La tv del tutto

Ho trovato la televisione che fa per me. Lo annuncio più grande che posso: fate conto sia una dichiarazione a 84 pollici. La tv è quella giapponese e se vi sovvengono immagini bizzarre, che poteste aver intravisto qui e là nei film, di presentatori in giacche improbabili circondati da folli lolite all’acido lisergico, per favore resettate.

Certo, la televisione giapponese in salsa trash c’è eccome, e occupa una parte importante dei palinsesti. Ne esiste però un’altra, sconosciuta. A preponderante, che potrebbe essere definita tv del nulla se non si occupasse, in effetti, del tutto.

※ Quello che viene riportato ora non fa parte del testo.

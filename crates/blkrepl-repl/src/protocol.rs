//! Wire packets exchanged between the two nodes.
//!
//! Every packet is an 8-byte header `{magic: u32, command: u16, length: u16}`
//! followed by `length` payload bytes. Integers are big-endian, except for
//! bitmap words which travel little-endian exactly as they sit on disk.

use bytes::{Buf, BufMut, Bytes, BytesMut};

use crate::error::{ReplError, ReplResult};
use crate::uuid::EXT_UUID_SLOTS;

/// Header magic.
pub const MAGIC: u32 = 0x8374_0267;
/// Header size in bytes.
pub const HEADER_SIZE: usize = 8;
/// Largest payload a header can describe.
pub const MAX_PAYLOAD: usize = u16::MAX as usize;
/// Bitmap words per `ReportBitMap` packet (one page including the header).
pub const BM_PACKET_WORDS: usize = (4096 - HEADER_SIZE - 8) / 8;
/// Longest authentication challenge we accept from a peer.
pub const MAX_CHALLENGE_LEN: usize = 128;

/// Command codes.
#[derive(Debug, Clone, Copy, PartialEq, Eq, Hash)]
#[repr(u16)]
#[allow(missing_docs)]
pub enum Command {
    Data = 0x00,
    DataReply = 0x01,
    RSDataReply = 0x02,
    Barrier = 0x03,
    ReportBitMap = 0x04,
    BecomeSyncTarget = 0x05,
    BecomeSyncSource = 0x06,
    UnplugRemote = 0x07,
    DataRequest = 0x08,
    RSDataRequest = 0x09,
    SyncParam = 0x0a,
    ReportProtocol = 0x0b,
    ReportUUIDs = 0x0c,
    ReportSizes = 0x0d,
    ReportState = 0x0e,
    ReportSyncUUID = 0x0f,
    AuthChallenge = 0x10,
    AuthResponse = 0x11,
    StateChgRequest = 0x12,
    Ping = 0x13,
    PingAck = 0x14,
    RecvAck = 0x15,
    WriteAck = 0x16,
    RSWriteAck = 0x17,
    DiscardAck = 0x18,
    NegAck = 0x19,
    NegDReply = 0x1a,
    NegRSDReply = 0x1b,
    BarrierAck = 0x1c,
    StateChgReply = 0x1d,
    OVRequest = 0x1e,
    OVReply = 0x1f,
    OVResult = 0x20,
    CsumRSRequest = 0x21,
    RSIsInSync = 0x22,
    SyncParam89 = 0x23,
    HandShakeM = 0xfff1,
    HandShakeS = 0xfff2,
    HandShake = 0xfffe,
}

/// Commands at or above this value may be skipped by receivers that do not know them.
pub const MAY_IGNORE: u16 = 0x100;

impl Command {
    /// Decode a command code.
    pub fn from_u16(v: u16) -> Option<Self> {
        use Command::*;
        Some(match v {
            0x00 => Data,
            0x01 => DataReply,
            0x02 => RSDataReply,
            0x03 => Barrier,
            0x04 => ReportBitMap,
            0x05 => BecomeSyncTarget,
            0x06 => BecomeSyncSource,
            0x07 => UnplugRemote,
            0x08 => DataRequest,
            0x09 => RSDataRequest,
            0x0a => SyncParam,
            0x0b => ReportProtocol,
            0x0c => ReportUUIDs,
            0x0d => ReportSizes,
            0x0e => ReportState,
            0x0f => ReportSyncUUID,
            0x10 => AuthChallenge,
            0x11 => AuthResponse,
            0x12 => StateChgRequest,
            0x13 => Ping,
            0x14 => PingAck,
            0x15 => RecvAck,
            0x16 => WriteAck,
            0x17 => RSWriteAck,
            0x18 => DiscardAck,
            0x19 => NegAck,
            0x1a => NegDReply,
            0x1b => NegRSDReply,
            0x1c => BarrierAck,
            0x1d => StateChgReply,
            0x1e => OVRequest,
            0x1f => OVReply,
            0x20 => OVResult,
            0x21 => CsumRSRequest,
            0x22 => RSIsInSync,
            0x23 => SyncParam89,
            0xfff1 => HandShakeM,
            0xfff2 => HandShakeS,
            0xfffe => HandShake,
            _ => return None,
        })
    }

    /// Whether the command travels on the meta (acknowledgement) channel.
    pub fn is_meta(self) -> bool {
        use Command::*;
        matches!(
            self,
            Ping | PingAck
                | RecvAck
                | WriteAck
                | RSWriteAck
                | DiscardAck
                | NegAck
                | NegDReply
                | NegRSDReply
                | BarrierAck
                | StateChgReply
                | OVResult
                | RSIsInSync
                | HandShakeM
        )
    }
}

È possibile godersela al mattino, ma c’è il caso che spunti al pomeriggio e anche alla sera. Curiosamente in difetto di Barbare D’Urso e Antonelle Clerici, questa tv funziona, mi sembra di poter dire, grazie a una ricetta molto semplice: si occupa di fatti banali, addirittura banalissimi, con un’attenzione, una cura e una qualità che, in Europa, non si impegnerebbero per un evento da milioni di sicuri ascoltatori, tipo la puntata conclusiva di Masterchef trasmessa tra il primo e il secondo tempo della finale dei mondiali di calcio mentre s’annuncia all’orizzonte il Festival di Sanremo. Esempio sublime di tv del nulla, un programma di quasi un’ora si occupava l’altro giorno di seguire un gatto in giardino: eccolo inseguire un uccellino, acchiappare una mosca e dormire al sole acciambellato su un sasso. Scrutato passo dopo passo come fosse un esemplare di tigre in via d’estinzione, il gatto finiva per riempire di sé non solo lo schermo ma tutto il presente televisivo e non solo. Dapprima scettico, poi divertito e infine affascinato, ho ricevuto il dono della “conoscenza” ravvicinata non con un gatto, ma con la sua grazia e con il suo mistero. Nulla accadeva e nulla si pretendeva che accadesse, eppure proprio in virtù di questa mancanza di scopo una ragione se non altro estetica del programma alla fine veniva a galla. A differenza degli show dove si fa finta che tutto accada, ma niente si rivela. E nulla rimane.